Extreme extremophiles: from deep sea cores (Introduction)

by David Turell @, Wednesday, July 29, 2020, 15:36 (1579 days ago) @ David Turell

Thought to be up to a 100 million years old:

https://www.sciencemag.org/news/2020/07/scientists-pull-living-microbes-100-million-yea...

"Microbes buried beneath the sea floor for more than 100 million years are still alive, a new study reveals. When brought back to the lab and fed, they started to multiply. The microbes are oxygen-loving species that somehow exist on what little of the gas diffuses from the ocean surface deep into the seabed.

"The discovery raises the “insane” possibility, as one of the scientists put it, that the microbes have been sitting in the sediment dormant, or at least slowly growing without dividing, for eons.

***

"To find out, Morono and his colleagues mounted a drilling expedition in the South Pacific Gyre, a site of intersecting ocean currents east of Australia that is considered the deadest part of the world’s oceans, almost completely lacking the nutrients needed for survival. When they extracted cores of clay and other sediments from as deep as 5700 meters below sea level, they confirmed the samples did indeed contain some oxygen, a sign that there was very little organic material for bacteria to eat.

***

"...in these samples, there were no more than 1000 bacteria in the same amount of sediment. So, the biologists had to develop specialized techniques such as using chemical tracers to detect whether any contaminating seawater got into the samples and developing a way to analyze very small amounts of cells and isotopes. “The preparation and care needed to do this work was really impressive,” says Kenneth Nealson, an environmental microbiologist retired from the University of Southern California.

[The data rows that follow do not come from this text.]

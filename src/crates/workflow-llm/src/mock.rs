//! A deterministic gateway for tests: no network calls, scripted plans and step
//! results supplied up front.

use std::sync::Mutex;

use async_trait::async_trait;

use workflow_core::error::GraphError;
use workflow_core::llm::{LlmGateway, StepOutcome, TokenSink};
use workflow_core::types::{GraphState, Message, Plan, Step};
use workflow_registry::Tool;

pub struct MockGateway {
    plan: Plan,
    step_results: Mutex<Vec<StepOutcome>>,
}

impl MockGateway {
    /// `step_results` is consumed in order, one per `execute_step` call.
    pub fn new(plan: Plan, step_results: Vec<StepOutcome>) -> Self {
        Self {
            plan,
            step_results: Mutex::new(step_results),
        }
    }
}

#[async_trait]
impl LlmGateway for MockGateway {
    async fn plan(
        &self,
        _request: &str,
        _history: &[Message],
        _tools: &[Tool],
        _tokens: TokenSink,
    ) -> Result<Plan, GraphError> {
        Ok(self.plan.clone())
    }

    async fn execute_step(
        &self,
        _step: &Step,
        _state: &GraphState,
        _tools: &[Tool],
        _tokens: TokenSink,
    ) -> Result<StepOutcome, GraphError> {
        let mut results = self.step_results.lock().expect("mock gateway mutex poisoned");
        if results.is_empty() {
            return Err(GraphError::Execution("mock gateway ran out of scripted step results".to_string()));
        }
        Ok(results.remove(0))
    }
}

#[cfg(test)]
mod tests {
    use super::*;

    #[tokio::test]
    async fn plan_returns_the_scripted_plan() {
        let plan = Plan::new("req", "rationale", vec![Step::new(1, "do it")]);
        let gateway = MockGateway::new(plan.clone(), vec![]);
        let result = gateway.plan("req", &[], &[], None).await.unwrap();
        assert_eq!(result.len(), plan.len());
    }

    #[tokio::test]
    async fn execute_step_drains_scripted_results_in_order() {
        let plan = Plan::new("req", "r", vec![Step::new(1, "a"), Step::new(2, "b")]);
        let gateway = MockGateway::new(
            plan.clone(),
            vec![
                StepOutcome { result_text: "first".to_string(), tool_outputs: None, rationale: "r".to_string() },
                StepOutcome { result_text: "second".to_string(), tool_outputs: None, rationale: "r".to_string() },
            ],
        );
        let registry = workflow_registry::ToolRegistry::build(&Default::default()).unwrap();
        let state = GraphState::fresh("t1", registry);

        let first = gateway.execute_step(&plan.steps[0], &state, &[], None).await.unwrap();
        assert_eq!(first.result_text, "first");
        let second = gateway.execute_step(&plan.steps[1], &state, &[], None).await.unwrap();
        assert_eq!(second.result_text, "second");
    }

    #[tokio::test]
    async fn execute_step_errors_once_results_are_exhausted() {
        let plan = Plan::new("req", "r", vec![Step::new(1, "a")]);
        let gateway = MockGateway::new(plan.clone(), vec![]);
        let registry = workflow_registry::ToolRegistry::build(&Default::default()).unwrap();
        let state = GraphState::fresh("t1", registry);

        assert!(gateway.execute_step(&plan.steps[0], &state, &[], None).await.is_err());
    }
}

"The added nutrients woke up a variety of oxygen-using bacteria. In samples from the 101.5-million-year-old layer, the microbes increased by four orders of magnitude to more than 1 million cells per cubic centimeter after 65 days, the team reports today in Nature Communications.

***

"Genetic analysis of the microbes revealed they belonged to more than eight known bacterial groups, many of which are commonly found elsewhere in saltwater where they play important roles in breaking down organic matter. “It suggests that learning to survive under conditions of extreme energy limitation is a widespread ability,” Nealson says, one that may have evolved early, when there was not much for microbes to feed on. “It may have been a very handy survival trick.”

***

"...the bottom line, says Bo Barker Jørgensen, a marine microbiologist at Aarhus University who was not involved with the work, is “low food and energy seem not to set the ultimate limit for life on Earth.”

Comment: studies like this have been presented here but with 'younger' forms. Life can be any where and can certainly survive.